Childhood obesity is one of the main public health concerns. In 2016, the WHO publishes a report that includes a set of recommendations to combat childhood obesity, but also calls on governments of member countries to promote policies to reduce the numbers of overweight and obesity. The school canteens play a fundamental role in the field of infant feeding due to its high number of users, which reached its peak in Spain in 2010-2011, with 1,675,681 users, corresponding to 40.8% of the total Students enrolled in primary and secondary education (Oficina de Estadística del Ministerio de Educación, Cultura y Deporte, 2014). The objective of the present work is to determine the quantity and quality of the fat of the menus served in school canteens. The study is carried out in the four schools (A1, A2, C and D), with a population of 1877 students and 582 regular diners. The management of the school dining service is carried out by 3 different catering companies. Of the four schools, two have autonomous kitchen (A1 and A2) and the other two refer catering service. The menus are collected in one week in each of the schools and the fat is determined using the modified method of Rose Gottlieb and the lipid profile by gas chromatography. The results are compared with those obtained using composition tables.
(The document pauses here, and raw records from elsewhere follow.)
use chrono::{DateTime, Utc};
use serde::{Deserialize, Serialize};
use sqlx::FromRow;

use crate::history::TrackedFields;

pub const DEFAULT_STATUS: &str = "active";

/// Stored bcrypt hash. Never serialized, redacted from Debug output.
#[derive(Clone, PartialEq, Eq, sqlx::Type)]
#[sqlx(transparent)]
pub struct PasswordHash(String);

impl PasswordHash {
    pub fn new(hash: String) -> Self {
        Self(hash)
    }

    pub fn as_str(&self) -> &str {
        &self.0
    }
}

impl std::fmt::Debug for PasswordHash {
    fn fmt(&self, f: &mut std::fmt::Formatter<'_>) -> std::fmt::Result {
        f.write_str("PasswordHash([redacted])")
    }
}

/// Any authenticable principal: student, employee or administrative user
#[derive(Debug, Clone, Serialize, FromRow)]
pub struct Account {
    pub id: String,
    pub student_number: Option<String>,
    pub employee_number: Option<String>,
    pub name: String,
    pub email: Option<String>,
    #[serde(skip_serializing)]
    pub password_hash: PasswordHash,
    pub role_id: i32,
    pub department_id: Option<i32>,
    pub program_id: Option<i32>,
    pub year_level: Option<String>,
    pub status: String,
    pub batch: Option<String>,
    pub photo: Option<String>,
    pub created_at: DateTime<Utc>,
    pub updated_at: DateTime<Utc>,
}

impl Account {
    pub fn tracked(&self) -> TrackedFields {
        TrackedFields {
            department_id: self.department_id,
            program_id: self.program_id,
            year_level: self.year_level.clone(),
            status: self.status.clone(),
            batch: self.batch.clone(),
            role_id: self.role_id,
        }
    }

    /// True when `identifier` names this account through any identifier column
    pub fn matches_identifier(&self, identifier: &str) -> bool {
        self.id == identifier
            || self.student_number.as_deref() == Some(identifier)
            || self.employee_number.as_deref() == Some(identifier)
    }
}

/// Row to insert at registration; the password is already hashed
#[derive(Debug, Clone)]
pub struct NewAccount {
    pub id: String,
    pub student_number: Option<String>,
    pub employee_number: Option<String>,
    pub name: String,
    pub email: Option<String>,
    pub password_hash: PasswordHash,
    pub role_id: i32,
    pub department_id: Option<i32>,
    pub program_id: Option<i32>,
    pub year_level: Option<String>,
    pub status: String,
    pub batch: Option<String>,
    pub photo: Option<String>,
}

impl NewAccount {
    pub fn into_account(self, now: DateTime<Utc>) -> Account {
        Account {
            id: self.id,
            student_number: self.student_number,
            employee_number: self.employee_number,
            name: self.name,
            email: self.email,
            password_hash: self.password_hash,
            role_id: self.role_id,
            department_id: self.department_id,
            program_id: self.program_id,
            year_level: self.year_level,
            status: self.status,
            batch: self.batch,
            photo: self.photo,
            created_at: now,
            updated_at: now,
        }
    }
}

/// Partial profile update. `None` leaves a column untouched.
#[derive(Debug, Clone, Default, PartialEq, Deserialize)]
#[serde(deny_unknown_fields)]
pub struct AccountUpdate {
    pub name: Option<String>,
    pub email: Option<String>,
    pub photo: Option<String>,
    pub department_id: Option<i32>,
    pub program_id: Option<i32>,
    pub year_level: Option<String>,
    pub status: Option<String>,
    pub batch: Option<String>,
    pub role_id: Option<i32>,
}

impl AccountUpdate {
    pub fn is_empty(&self) -> bool {
        *self == Self::default()
    }

    pub fn changes_role(&self) -> bool {
        self.role_id.is_some()
    }

    pub fn apply_to(&self, account: &mut Account) {
        if let Some(name) = &self.name {
            account.name = name.clone();
        }
        if let Some(email) = &self.email {
            account.email = Some(email.clone());
        }
        if let Some(photo) = &self.photo {
            account.photo = Some(photo.clone());
        }
        if let Some(department_id) = self.department_id {
            account.department_id = Some(department_id);
        }
        if let Some(program_id) = self.program_id {
            account.program_id = Some(program_id);
        }
        if let Some(year_level) = &self.year_level {
            account.year_level = Some(year_level.clone());
        }
        if let Some(status) = &self.status {
            account.status = status.clone();
        }
        if let Some(batch) = &self.batch {
            account.batch = Some(batch.clone());
        }
        if let Some(role_id) = self.role_id {
            account.role_id = role_id;
        }
    }
}

#[cfg(test)]
mod tests {
    use super::*;

    fn account() -> Account {
        NewAccount {
            id: "S001".to_string(),
            student_number: Some("2024-0001".to_string()),
            employee_number: None,
            name: "Ana Cruz".to_string(),
            email: None,
            password_hash: PasswordHash::new("$2b$10$hash".to_string()),
            role_id: 3,
            department_id: Some(1),
            program_id: None,
            year_level: Some("1".to_string()),
            status: DEFAULT_STATUS.to_string(),
            batch: None,
            photo: None,
        }
        .into_account(Utc::now())
    }

    #[test]
    fn password_hash_is_hidden() {
        let account = account();
        let json = serde_json::to_value(&account).unwrap();
        assert!(json.get("password_hash").is_none());
        assert!(!format!("{:?}", account).contains("$2b$"));
    }

    #[test]
    fn matches_any_identifier_column() {
        let account = account();
        assert!(account.matches_identifier("S001"));
        assert!(account.matches_identifier("2024-0001"));
        assert!(!account.matches_identifier("E001"));
    }

    #[test]
    fn update_touches_only_given_fields() {
        let mut account = account();
        let update = AccountUpdate {
            department_id: Some(2),
            email: Some("ana@campus.edu".to_string()),
            ..Default::default()
        };
        update.apply_to(&mut account);
        assert_eq!(account.department_id, Some(2));
        assert_eq!(account.email.as_deref(), Some("ana@campus.edu"));
        assert_eq!(account.year_level.as_deref(), Some("1"));
        assert_eq!(account.role_id, 3);
        assert!(!update.changes_role());
        assert!(AccountUpdate::default().is_empty());
    }
}
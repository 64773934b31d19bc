use axum::{
    http::StatusCode,
    response::{IntoResponse, Json, Response},
};
use serde::Serialize;
use serde_json::json;

use crate::error::ApiError;

/// Wrapper for API responses that adds the `{"success": true, "data": ...}` envelope
#[derive(Debug)]
pub struct ApiResponse<T: Serialize> {
    pub data: T,
    pub status_code: StatusCode,
}

impl<T: Serialize> ApiResponse<T> {
    /// 200 OK
    pub fn success(data: T) -> Self {
        Self::with_status(data, StatusCode::OK)
    }

    pub fn with_status(data: T, status_code: StatusCode) -> Self {
        Self { data, status_code }
    }

    /// 201 Created
    pub fn created(data: T) -> Self {
        Self::with_status(data, StatusCode::CREATED)
    }
}

impl<T: Serialize> IntoResponse for ApiResponse<T> {
    fn into_response(self) -> Response {
        let data_value = match serde_json::to_value(&self.data) {
            Ok(value) => value,
            Err(e) => {
                tracing::error!("Failed to serialize response data: {}", e);
                return ApiError::internal_server_error("Failed to serialize response data").into_response();
            }
        };

        let envelope = json!({
            "success": true,
            "data": data_value
        });

        (self.status_code, Json(envelope)).into_response()
    }
}

pub type ApiResult<T> = Result<ApiResponse<T>, ApiError>;
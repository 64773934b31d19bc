pub mod auth;
pub mod cli;
pub mod config;
pub mod database;
pub mod error;
pub mod handlers;
pub mod history;
pub mod middleware;
pub mod server;
pub mod state;
pub mod types;

#[cfg(test)]
pub mod testing;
The fat content is 5.4±3.0, 5.1±2.1, 3.4±0.5 and 4.3±0.7 g / 100 g of the menu in school A1, A2, B and C, respectively. The fatty acid profile is shown in Table1. The results obtained show the importance of not only controlling the amount of fat added during the preparation of the dishes, but also the type of fat used (lipid profile).

Biography


Maria J Esteve is an expert in food analysis. She has studied the effect of non-conventional conservation treatments (electrotechnologies, high pressures and ultrasounds) on physicochemical characteristics, nutrients and bioactive compounds of foods of vegetal origin. In her last project she studies the valorization of residues of the food industry with the extraction by non-conventional techniques of bioactive compounds (phenolic compounds, ascorbic acid, carotenes) and colored compounds. She also studies the possible interactions between the compounds as well as their bio accessibility and the effect that different technologies can have. The effect on the health of the consumer is important but also the interest to reduce the environmental impact has increased, reason why it is looked for sustainable processes.